## What you have to do
The reply should consist of the full listing, written out exactly.

* * * * * * *

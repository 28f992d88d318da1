// BlobStorage: fund CSV files in a remote blob store (Vercel Blob API).
//
// Files live under a `data/` pathname prefix. Listing returns blob metadata
// including a download URL; reads resolve the blob by pathname first, then
// fetch its content. Every request carries the read-write token as a bearer
// header.

use anyhow::{Context, Result};
use async_trait::async_trait;
use serde::Deserialize;
use tracing::debug;

use super::traits::{FundStorage, StorageInfo};
use super::validate_filename;

/// Pathname prefix for fund files inside the store.
pub const BLOB_PREFIX: &str = "data/";

/// One entry from the list endpoint.
#[derive(Debug, Clone, Deserialize)]
pub struct BlobEntry {
    pub pathname: String,
    pub url: String,
    #[serde(rename = "downloadUrl")]
    pub download_url: Option<String>,
}

/// Response from the list endpoint.
#[derive(Debug, Clone, Deserialize)]
pub struct BlobListResponse {
    #[serde(default)]
    pub blobs: Vec<BlobEntry>,
}

pub struct BlobStorage {
    client: reqwest::Client,
    api_url: String,
    token: String,
}

impl BlobStorage {
    pub fn new(api_url: &str, token: &str) -> Result<Self> {
        let client = reqwest::Client::builder()
            .user_agent("fundlens/0.1")
            .build()
            .context("Failed to build HTTP client")?;

        Ok(Self {
            client,
            api_url: api_url.trim_end_matches('/').to_string(),
            token: token.to_string(),
        })
    }

    async fn list_blobs(&self, prefix: &str) -> Result<Vec<BlobEntry>> {
        let response = self
            .client
            .get(&self.api_url)
            .bearer_auth(&self.token)
            .query(&[("prefix", prefix), ("limit", "1000")])
            .send()
            .await
            .context("Blob list request failed")?;

        if !response.status().is_success() {
            let status = response.status();
            let body = response.text().await.unwrap_or_default();
            anyhow::bail!("Blob list returned {}: {}", status, body);
        }

        let list = response
            .json::<BlobListResponse>()
            .await
            .context("Failed to parse blob list response")?;
        Ok(list.blobs)
    }

    async fn find_blob(&self, filename: &str) -> Result<BlobEntry> {
        let pathname = format!("{BLOB_PREFIX}{filename}");
        self.list_blobs(&pathname)
            .await?
            .into_iter()
            .find(|b| b.pathname == pathname)
            .with_context(|| format!("Blob {pathname} not found"))
    }
}

#[async_trait]
impl FundStorage for BlobStorage {
    async fn list(&self) -> Result<Vec<String>> {
        let mut files: Vec<String> = self
            .list_blobs(BLOB_PREFIX)
            .await?
            .into_iter()
            .filter_map(|b| csv_filename(&b.pathname).map(str::to_string))
            .collect();
        files.sort();
        Ok(files)
    }

    async fn read(&self, filename: &str) -> Result<String> {
        validate_filename(filename)?;
        let blob = self.find_blob(filename).await?;
        let url = blob.download_url.as_deref().unwrap_or(&blob.url);
        debug!(filename, url, "Downloading blob");

        let response = self
            .client
            .get(url)
            .send()
            .await
            .context("Blob download failed")?;

        if !response.status().is_success() {
            anyhow::bail!("Blob download returned {}", response.status());
        }

        response.text().await.context("Failed to read blob body")
    }

    async fn save(&self, filename: &str, content: &[u8]) -> Result<()> {
        validate_filename(filename)?;
        let url = format!("{}/{BLOB_PREFIX}{filename}", self.api_url);

        let response = self
            .client
            .put(&url)
            .bearer_auth(&self.token)
            .header(reqwest::header::CONTENT_TYPE, "text/csv")
            // Overwrite in place so re-uploads keep the same pathname.
            .header("x-add-random-suffix", "0")
            .body(content.to_vec())
            .send()
            .await
            .context("Blob upload request failed")?;

        if !response.status().is_success() {
            let status = response.status();
            let body = response.text().await.unwrap_or_default();
            anyhow::bail!("Blob upload returned {}: {}", status, body);
        }
        Ok(())
    }

    async fn delete(&self, filename: &str) -> Result<()> {
        validate_filename(filename)?;
        let blob = self.find_blob(filename).await?;

        let response = self
            .client
            .post(format!("{}/delete", self.api_url))
            .bearer_auth(&self.token)
            .json(&serde_json::json!({ "urls": [blob.url] }))
            .send()
            .await
            .context("Blob delete request failed")?;

        if !response.status().is_success() {
            let status = response.status();
            let body = response.text().await.unwrap_or_default();
            anyhow::bail!("Blob delete returned {}: {}", status, body);
        }
        Ok(())
    }

    fn info(&self) -> StorageInfo {
        StorageInfo {
            storage_type: "vercel_blob".to_string(),
            is_local: false,
            is_blob: true,
            data_dir: None,
            has_blob_token: Some(!self.token.is_empty()),
        }
    }
}

/// `data/fund.csv` → `fund.csv`; anything outside the prefix or not a CSV
/// is ignored.
fn csv_filename(pathname: &str) -> Option<&str> {
    pathname
        .strip_prefix(BLOB_PREFIX)
        .filter(|name| name.ends_with(".csv") && !name.contains('/'))
}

* * * * * * *

## Output
repository 28f992d88d318da1
// BlobStorage: fund CSV files in a remote blob store (Vercel Blob API).
//
// Files live under a `data/` pathname prefix. Listing returns blob metadata
// including a download URL; reads resolve the blob by pathname first, then
// fetch its content. Every request carries the read-write token as a bearer
// header.

use anyhow::{Context, Result};
use async_trait::async_trait;
use serde::Deserialize;
use tracing::debug;

use super::traits::{FundStorage, StorageInfo};
use super::validate_filename;

/// Pathname prefix for fund files inside the store.
pub const BLOB_PREFIX: &str = "data/";

/// One entry from the list endpoint.
#[derive(Debug, Clone, Deserialize)]
pub struct BlobEntry {
    pub pathname: String,
    pub url: String,
    #[serde(rename = "downloadUrl")]
    pub download_url: Option<String>,
}

/// Response from the list endpoint.
#[derive(Debug, Clone, Deserialize)]
pub struct BlobListResponse {
    #[serde(default)]
    pub blobs: Vec<BlobEntry>,
}

pub struct BlobStorage {
    client: reqwest::Client,
    api_url: String,
    token: String,
}

impl BlobStorage {
    pub fn new(api_url: &str, token: &str) -> Result<Self> {
        let client = reqwest::Client::builder()
            .user_agent("fundlens/0.1")
            .build()
            .context("Failed to build HTTP client")?;

        Ok(Self {
            client,
            api_url: api_url.trim_end_matches('/').to_string(),
            token: token.to_string(),
        })
    }

    async fn list_blobs(&self, prefix: &str) -> Result<Vec<BlobEntry>> {
        let response = self
            .client
            .get(&self.api_url)
            .bearer_auth(&self.token)
            .query(&[("prefix", prefix), ("limit", "1000")])
            .send()
            .await
            .context("Blob list request failed")?;

        if !response.status().is_success() {
            let status = response.status();
            let body = response.text().await.unwrap_or_default();
            anyhow::bail!("Blob list returned {}: {}", status, body);
        }

        let list = response
            .json::<BlobListResponse>()
            .await
            .context("Failed to parse blob list response")?;
        Ok(list.blobs)
    }

    async fn find_blob(&self, filename: &str) -> Result<BlobEntry> {
        let pathname = format!("{BLOB_PREFIX}{filename}");
        self.list_blobs(&pathname)
            .await?
            .into_iter()
            .find(|b| b.pathname == pathname)
            .with_context(|| format!("Blob {pathname} not found"))
    }
}

#[async_trait]
impl FundStorage for BlobStorage {
    async fn list(&self) -> Result<Vec<String>> {
        let mut files: Vec<String> = self
            .list_blobs(BLOB_PREFIX)
            .await?
            .into_iter()
            .filter_map(|b| csv_filename(&b.pathname).map(str::to_string))
            .collect();
        files.sort();
        Ok(files)
    }

    async fn read(&self, filename: &str) -> Result<String> {
        validate_filename(filename)?;
        let blob = self.find_blob(filename).await?;
        let url = blob.download_url.as_deref().unwrap_or(&blob.url);
        debug!(filename, url, "Downloading blob");

        let response = self
            .client
            .get(url)
            .send()
            .await
            .context("Blob download failed")?;

        if !response.status().is_success() {
            anyhow::bail!("Blob download returned {}", response.status());
        }

        response.text().await.context("Failed to read blob body")
    }

    async fn save(&self, filename: &str, content: &[u8]) -> Result<()> {
        validate_filename(filename)?;
        let url = format!("{}/{BLOB_PREFIX}{filename}", self.api_url);

        let response = self
            .client
            .put(&url)
            .bearer_auth(&self.token)
            .header(reqwest::header::CONTENT_TYPE, "text/csv")
            // Overwrite in place so re-uploads keep the same pathname.
            .header("x-add-random-suffix", "0")
            .body(content.to_vec())
            .send()
            .await
            .context("Blob upload request failed")?;

        if !response.status().is_success() {
            let status = response.status();
            let body = response.text().await.unwrap_or_default();
            anyhow::bail!("Blob upload returned {}: {}", status, body);
        }
        Ok(())
    }

    async fn delete(&self, filename: &str) -> Result<()> {
        validate_filename(filename)?;
        let blob = self.find_blob(filename).await?;

        let response = self
            .client
            .post(format!("{}/delete", self.api_url))
            .bearer_auth(&self.token)
            .json(&serde_json::json!({ "urls": [blob.url] }))
            .send()
            .await
            .context("Blob delete request failed")?;

        if !response.status().is_success() {
            let status = response.status();
            let body = response.text().await.unwrap_or_default();
            anyhow::bail!("Blob delete returned {}: {}", status, body);
        }
        Ok(())
    }

    fn info(&self) -> StorageInfo {
        StorageInfo {
            storage_type: "vercel_blob".to_string(),
            is_local: false,
            is_blob: true,
            data_dir: None,
            has_blob_token: Some(!self.token.is_empty()),
        }
    }
}

/// `data/fund.csv` → `fund.csv`; anything outside the prefix or not a CSV
/// is ignored.
fn csv_filename(pathname: &str) -> Option<&str> {
    pathname
        .strip_prefix(BLOB_PREFIX)
        .filter(|name| name.ends_with(".csv") && !name.contains('/'))
}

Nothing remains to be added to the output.